> _Assigned task_: If a line below contains "BlockSummary", count it; then state how many such lines there are, and nothing else.

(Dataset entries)

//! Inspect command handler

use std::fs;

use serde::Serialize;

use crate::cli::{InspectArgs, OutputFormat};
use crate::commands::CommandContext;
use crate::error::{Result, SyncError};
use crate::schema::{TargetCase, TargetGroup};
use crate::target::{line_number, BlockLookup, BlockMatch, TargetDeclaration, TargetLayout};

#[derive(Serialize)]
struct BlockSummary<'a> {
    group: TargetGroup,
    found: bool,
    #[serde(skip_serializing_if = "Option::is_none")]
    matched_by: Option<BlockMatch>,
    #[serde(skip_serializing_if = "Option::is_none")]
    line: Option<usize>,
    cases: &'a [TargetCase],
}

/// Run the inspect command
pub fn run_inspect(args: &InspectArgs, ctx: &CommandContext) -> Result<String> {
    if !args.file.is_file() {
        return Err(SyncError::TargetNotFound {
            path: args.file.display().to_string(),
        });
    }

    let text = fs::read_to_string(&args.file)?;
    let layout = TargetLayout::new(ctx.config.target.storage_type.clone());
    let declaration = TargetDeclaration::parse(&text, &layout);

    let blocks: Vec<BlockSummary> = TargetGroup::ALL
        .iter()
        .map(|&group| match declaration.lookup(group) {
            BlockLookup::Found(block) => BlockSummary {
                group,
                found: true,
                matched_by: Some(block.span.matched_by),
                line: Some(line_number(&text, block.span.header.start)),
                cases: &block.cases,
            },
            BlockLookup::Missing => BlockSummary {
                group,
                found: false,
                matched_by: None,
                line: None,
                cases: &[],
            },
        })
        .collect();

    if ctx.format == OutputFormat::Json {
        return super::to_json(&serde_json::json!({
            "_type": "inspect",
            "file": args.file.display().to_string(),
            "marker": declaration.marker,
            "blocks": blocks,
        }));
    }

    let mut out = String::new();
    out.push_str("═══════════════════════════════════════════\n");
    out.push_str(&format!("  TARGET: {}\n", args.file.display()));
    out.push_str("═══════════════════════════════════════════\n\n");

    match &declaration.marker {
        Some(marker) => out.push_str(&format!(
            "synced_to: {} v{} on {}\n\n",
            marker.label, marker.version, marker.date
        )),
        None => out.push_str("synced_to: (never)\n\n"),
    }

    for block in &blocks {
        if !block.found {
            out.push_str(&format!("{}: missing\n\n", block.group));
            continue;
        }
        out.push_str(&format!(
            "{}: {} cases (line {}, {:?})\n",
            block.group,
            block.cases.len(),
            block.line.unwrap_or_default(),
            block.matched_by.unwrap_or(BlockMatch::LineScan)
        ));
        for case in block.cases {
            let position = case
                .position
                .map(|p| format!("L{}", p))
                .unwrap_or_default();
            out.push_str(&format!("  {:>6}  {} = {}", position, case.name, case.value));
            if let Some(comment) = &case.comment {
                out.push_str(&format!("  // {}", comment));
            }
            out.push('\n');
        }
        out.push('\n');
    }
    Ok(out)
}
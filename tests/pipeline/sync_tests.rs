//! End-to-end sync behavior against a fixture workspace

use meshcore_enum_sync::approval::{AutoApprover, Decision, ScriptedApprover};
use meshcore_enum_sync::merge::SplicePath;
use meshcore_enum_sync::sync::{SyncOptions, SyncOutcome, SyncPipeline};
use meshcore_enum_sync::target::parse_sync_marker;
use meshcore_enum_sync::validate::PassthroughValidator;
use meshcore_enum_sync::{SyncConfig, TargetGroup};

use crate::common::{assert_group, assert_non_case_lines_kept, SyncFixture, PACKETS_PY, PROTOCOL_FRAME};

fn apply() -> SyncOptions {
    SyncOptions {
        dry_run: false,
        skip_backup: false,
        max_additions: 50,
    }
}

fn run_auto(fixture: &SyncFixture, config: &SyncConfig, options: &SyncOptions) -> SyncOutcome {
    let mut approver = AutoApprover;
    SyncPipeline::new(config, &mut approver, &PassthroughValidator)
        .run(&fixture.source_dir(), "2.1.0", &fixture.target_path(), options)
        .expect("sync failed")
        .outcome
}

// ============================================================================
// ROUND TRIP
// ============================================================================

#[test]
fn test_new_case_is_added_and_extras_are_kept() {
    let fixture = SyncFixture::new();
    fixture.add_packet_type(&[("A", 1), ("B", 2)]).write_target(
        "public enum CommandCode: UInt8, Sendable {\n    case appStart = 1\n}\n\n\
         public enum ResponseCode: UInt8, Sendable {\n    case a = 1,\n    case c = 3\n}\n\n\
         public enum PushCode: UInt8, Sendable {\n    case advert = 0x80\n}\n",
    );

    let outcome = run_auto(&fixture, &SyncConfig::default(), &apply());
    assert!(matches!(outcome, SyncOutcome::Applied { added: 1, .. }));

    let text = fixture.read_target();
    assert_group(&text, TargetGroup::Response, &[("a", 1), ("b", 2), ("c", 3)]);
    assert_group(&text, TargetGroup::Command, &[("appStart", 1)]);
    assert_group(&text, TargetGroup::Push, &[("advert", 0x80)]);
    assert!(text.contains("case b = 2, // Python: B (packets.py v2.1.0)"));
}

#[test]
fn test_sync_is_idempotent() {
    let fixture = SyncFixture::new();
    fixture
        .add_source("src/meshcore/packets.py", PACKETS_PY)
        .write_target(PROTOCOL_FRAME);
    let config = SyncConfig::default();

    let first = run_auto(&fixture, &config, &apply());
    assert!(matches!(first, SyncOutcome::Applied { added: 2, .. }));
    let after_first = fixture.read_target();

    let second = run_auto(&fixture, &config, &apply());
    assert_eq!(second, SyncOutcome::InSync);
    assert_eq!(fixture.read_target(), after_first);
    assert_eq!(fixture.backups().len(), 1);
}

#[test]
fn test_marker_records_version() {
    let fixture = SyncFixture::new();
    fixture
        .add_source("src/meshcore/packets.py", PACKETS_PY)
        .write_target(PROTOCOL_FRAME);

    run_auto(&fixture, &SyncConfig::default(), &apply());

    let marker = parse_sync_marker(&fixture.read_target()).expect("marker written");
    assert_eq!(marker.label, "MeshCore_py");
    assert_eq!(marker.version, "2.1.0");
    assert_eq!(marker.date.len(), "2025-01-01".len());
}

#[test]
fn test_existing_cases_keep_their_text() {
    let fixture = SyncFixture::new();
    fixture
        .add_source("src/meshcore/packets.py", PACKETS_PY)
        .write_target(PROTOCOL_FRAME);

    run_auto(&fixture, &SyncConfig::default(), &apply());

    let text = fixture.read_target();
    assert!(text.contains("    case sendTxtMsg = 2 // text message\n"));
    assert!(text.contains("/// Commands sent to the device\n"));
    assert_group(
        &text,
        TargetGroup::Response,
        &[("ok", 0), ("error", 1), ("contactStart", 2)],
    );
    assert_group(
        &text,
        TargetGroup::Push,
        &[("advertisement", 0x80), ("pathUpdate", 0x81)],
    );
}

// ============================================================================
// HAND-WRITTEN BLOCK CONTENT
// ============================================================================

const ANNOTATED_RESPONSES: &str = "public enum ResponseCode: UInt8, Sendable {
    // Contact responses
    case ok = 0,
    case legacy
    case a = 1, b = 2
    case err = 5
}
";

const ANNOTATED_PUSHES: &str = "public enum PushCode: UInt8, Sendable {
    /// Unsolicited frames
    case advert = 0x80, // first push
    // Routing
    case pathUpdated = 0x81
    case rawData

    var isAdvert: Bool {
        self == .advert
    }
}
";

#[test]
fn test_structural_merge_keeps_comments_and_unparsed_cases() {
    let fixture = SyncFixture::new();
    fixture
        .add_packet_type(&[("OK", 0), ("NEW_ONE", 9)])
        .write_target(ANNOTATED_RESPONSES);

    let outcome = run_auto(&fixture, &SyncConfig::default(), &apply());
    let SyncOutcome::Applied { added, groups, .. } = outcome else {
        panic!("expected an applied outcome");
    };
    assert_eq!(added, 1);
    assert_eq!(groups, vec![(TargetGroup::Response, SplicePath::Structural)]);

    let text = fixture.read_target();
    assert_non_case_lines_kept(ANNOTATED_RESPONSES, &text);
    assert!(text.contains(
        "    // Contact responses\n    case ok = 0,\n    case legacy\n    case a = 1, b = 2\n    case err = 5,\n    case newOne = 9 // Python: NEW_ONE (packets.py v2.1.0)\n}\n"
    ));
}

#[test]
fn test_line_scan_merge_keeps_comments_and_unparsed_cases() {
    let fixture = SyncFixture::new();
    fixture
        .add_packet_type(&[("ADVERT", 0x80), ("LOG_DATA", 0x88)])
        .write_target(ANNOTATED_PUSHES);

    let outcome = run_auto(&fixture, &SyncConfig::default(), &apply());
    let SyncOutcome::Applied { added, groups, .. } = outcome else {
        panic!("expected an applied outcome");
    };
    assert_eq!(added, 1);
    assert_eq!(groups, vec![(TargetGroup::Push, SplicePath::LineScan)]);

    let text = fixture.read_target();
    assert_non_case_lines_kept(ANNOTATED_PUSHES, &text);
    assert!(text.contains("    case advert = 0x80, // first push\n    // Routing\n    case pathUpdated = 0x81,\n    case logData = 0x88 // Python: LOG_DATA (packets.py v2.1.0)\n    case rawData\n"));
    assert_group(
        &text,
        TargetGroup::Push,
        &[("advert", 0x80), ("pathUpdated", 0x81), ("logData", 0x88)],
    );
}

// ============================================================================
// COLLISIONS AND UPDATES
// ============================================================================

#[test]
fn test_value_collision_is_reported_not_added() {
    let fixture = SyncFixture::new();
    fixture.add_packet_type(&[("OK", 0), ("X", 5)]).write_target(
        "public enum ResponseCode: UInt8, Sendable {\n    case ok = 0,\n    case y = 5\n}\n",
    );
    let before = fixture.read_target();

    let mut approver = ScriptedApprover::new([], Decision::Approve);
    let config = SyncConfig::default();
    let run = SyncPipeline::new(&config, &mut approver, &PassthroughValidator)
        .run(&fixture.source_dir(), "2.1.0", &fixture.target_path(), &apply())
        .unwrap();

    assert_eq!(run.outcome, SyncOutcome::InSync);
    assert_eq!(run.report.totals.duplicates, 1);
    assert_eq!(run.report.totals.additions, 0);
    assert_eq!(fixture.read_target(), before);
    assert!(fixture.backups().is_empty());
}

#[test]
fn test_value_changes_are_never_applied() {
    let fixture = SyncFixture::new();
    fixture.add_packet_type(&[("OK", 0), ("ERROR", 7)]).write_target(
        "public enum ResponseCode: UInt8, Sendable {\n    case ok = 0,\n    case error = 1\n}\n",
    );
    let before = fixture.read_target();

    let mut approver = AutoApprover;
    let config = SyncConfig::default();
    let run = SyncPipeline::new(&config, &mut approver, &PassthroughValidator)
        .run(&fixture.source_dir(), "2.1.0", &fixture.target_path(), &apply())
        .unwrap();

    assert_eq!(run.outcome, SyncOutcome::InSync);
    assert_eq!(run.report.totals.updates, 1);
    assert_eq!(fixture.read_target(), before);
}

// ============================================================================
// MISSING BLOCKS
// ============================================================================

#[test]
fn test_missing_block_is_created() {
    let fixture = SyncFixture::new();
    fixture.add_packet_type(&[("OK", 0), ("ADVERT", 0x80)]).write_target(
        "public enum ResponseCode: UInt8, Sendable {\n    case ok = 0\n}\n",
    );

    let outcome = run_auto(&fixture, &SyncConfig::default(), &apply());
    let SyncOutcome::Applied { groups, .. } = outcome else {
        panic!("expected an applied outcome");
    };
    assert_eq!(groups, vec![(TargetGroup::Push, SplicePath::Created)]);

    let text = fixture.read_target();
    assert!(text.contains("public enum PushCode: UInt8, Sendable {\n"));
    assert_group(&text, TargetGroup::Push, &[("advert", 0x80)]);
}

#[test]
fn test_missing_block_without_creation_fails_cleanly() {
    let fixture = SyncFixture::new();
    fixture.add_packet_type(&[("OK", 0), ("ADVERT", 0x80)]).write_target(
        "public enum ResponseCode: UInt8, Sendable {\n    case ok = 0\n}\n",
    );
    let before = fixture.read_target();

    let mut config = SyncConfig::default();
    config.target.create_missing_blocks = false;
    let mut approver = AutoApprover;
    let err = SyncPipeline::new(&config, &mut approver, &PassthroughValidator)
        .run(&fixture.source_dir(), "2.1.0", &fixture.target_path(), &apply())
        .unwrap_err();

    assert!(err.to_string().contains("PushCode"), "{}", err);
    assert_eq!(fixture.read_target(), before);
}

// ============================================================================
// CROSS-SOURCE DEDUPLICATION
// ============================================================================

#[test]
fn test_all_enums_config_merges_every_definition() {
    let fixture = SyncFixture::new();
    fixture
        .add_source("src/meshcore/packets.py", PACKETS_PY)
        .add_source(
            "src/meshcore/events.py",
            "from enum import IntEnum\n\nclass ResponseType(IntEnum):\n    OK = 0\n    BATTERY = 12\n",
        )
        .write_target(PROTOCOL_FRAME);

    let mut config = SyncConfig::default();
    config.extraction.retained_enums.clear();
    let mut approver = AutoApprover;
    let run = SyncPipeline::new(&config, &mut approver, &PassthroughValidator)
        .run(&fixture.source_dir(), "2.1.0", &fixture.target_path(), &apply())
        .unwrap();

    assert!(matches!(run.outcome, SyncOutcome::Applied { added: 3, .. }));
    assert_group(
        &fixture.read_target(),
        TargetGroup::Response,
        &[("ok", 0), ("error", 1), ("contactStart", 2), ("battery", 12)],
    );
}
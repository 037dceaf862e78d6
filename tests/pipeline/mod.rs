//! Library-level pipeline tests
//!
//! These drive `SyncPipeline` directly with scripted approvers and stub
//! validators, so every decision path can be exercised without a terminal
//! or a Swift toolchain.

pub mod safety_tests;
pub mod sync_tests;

> _Written solution_: 4